** Provided information follows **

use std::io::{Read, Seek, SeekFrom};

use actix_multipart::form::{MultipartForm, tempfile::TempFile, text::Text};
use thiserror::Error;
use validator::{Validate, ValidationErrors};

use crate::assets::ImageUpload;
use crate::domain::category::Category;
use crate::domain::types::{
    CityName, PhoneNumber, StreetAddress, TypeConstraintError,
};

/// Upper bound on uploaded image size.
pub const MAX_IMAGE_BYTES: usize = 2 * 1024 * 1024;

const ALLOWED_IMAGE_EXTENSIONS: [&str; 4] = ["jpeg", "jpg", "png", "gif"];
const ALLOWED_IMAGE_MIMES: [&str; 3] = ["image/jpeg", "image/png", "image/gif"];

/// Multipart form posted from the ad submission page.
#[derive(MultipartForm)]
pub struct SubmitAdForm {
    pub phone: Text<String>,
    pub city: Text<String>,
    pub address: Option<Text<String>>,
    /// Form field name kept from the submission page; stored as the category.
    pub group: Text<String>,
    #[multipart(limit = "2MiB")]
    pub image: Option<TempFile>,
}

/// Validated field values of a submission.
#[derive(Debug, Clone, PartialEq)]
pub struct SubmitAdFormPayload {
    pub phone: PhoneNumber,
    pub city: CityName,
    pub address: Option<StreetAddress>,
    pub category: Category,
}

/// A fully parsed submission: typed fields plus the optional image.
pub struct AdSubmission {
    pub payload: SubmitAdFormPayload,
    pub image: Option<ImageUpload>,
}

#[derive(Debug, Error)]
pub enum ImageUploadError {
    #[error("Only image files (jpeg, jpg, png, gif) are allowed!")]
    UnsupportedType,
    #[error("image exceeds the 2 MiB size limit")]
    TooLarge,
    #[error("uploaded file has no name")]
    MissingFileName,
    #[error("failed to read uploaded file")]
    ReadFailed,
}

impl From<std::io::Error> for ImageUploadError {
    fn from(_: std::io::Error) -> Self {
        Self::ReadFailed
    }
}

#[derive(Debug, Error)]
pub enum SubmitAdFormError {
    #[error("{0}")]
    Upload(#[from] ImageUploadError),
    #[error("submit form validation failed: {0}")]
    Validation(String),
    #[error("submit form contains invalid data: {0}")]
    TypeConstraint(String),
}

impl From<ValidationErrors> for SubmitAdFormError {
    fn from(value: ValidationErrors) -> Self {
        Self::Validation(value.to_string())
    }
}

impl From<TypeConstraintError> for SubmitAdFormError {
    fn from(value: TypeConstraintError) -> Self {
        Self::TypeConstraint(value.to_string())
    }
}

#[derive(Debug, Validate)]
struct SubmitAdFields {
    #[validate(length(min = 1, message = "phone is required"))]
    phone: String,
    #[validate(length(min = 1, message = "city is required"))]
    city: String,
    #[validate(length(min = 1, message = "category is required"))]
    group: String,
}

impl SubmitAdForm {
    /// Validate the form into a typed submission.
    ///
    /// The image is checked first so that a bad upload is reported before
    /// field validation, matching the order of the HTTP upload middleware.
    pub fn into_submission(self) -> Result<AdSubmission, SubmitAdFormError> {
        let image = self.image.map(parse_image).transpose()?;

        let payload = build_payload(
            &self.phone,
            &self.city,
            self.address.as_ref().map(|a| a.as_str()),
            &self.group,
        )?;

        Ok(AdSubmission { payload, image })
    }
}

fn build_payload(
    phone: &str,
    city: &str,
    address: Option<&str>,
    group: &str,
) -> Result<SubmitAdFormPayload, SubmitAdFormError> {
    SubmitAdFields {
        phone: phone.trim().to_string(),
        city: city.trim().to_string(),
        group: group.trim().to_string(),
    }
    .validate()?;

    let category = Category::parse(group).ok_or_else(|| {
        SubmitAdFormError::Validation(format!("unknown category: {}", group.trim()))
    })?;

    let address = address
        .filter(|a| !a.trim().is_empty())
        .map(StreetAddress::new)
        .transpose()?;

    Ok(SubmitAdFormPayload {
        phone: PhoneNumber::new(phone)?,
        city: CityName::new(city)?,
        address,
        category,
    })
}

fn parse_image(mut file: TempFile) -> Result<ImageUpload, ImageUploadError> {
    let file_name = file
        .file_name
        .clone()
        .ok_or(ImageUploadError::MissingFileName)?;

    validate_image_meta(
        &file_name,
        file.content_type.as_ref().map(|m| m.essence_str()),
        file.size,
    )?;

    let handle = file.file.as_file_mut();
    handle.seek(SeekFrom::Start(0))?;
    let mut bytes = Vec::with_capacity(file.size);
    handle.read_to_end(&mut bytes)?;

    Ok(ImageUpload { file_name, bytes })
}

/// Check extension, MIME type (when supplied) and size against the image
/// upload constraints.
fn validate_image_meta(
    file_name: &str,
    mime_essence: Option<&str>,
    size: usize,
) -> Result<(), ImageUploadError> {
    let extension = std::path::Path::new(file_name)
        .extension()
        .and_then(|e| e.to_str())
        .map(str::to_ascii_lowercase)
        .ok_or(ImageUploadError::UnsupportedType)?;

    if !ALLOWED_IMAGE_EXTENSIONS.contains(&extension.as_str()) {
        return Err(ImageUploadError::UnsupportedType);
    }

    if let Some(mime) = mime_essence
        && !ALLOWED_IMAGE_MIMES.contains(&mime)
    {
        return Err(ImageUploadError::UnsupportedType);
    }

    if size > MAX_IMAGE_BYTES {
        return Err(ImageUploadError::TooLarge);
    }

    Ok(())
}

** End of Provided information **
** Provided information follows **

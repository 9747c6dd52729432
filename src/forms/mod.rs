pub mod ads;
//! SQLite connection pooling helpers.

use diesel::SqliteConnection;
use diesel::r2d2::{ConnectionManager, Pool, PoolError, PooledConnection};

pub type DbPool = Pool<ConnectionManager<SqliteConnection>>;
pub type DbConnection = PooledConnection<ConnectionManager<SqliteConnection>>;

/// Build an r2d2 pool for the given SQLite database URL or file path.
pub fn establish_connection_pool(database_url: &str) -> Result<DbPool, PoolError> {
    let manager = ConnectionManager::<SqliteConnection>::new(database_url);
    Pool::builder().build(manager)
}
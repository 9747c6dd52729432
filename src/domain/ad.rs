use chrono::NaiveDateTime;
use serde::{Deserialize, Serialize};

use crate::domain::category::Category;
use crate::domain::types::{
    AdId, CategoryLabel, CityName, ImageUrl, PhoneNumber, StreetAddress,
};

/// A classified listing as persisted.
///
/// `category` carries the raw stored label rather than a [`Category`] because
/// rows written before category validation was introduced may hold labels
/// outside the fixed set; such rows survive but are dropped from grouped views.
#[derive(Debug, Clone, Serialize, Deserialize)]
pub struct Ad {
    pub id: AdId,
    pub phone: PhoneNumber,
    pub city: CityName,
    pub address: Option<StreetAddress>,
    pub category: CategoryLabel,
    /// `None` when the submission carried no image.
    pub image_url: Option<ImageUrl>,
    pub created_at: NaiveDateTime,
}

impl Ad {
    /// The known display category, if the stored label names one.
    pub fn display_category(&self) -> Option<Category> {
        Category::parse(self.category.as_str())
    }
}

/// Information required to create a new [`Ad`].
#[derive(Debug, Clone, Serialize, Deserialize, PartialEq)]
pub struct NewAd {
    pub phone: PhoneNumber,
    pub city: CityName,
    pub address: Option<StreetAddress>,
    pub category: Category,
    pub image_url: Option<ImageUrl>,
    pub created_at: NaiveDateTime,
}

** End of Provided information **

▸ What is required: Could you state how many lines in the entries contain the word "transpose"? Reply with nothing but the number.

▸ Task solution: 2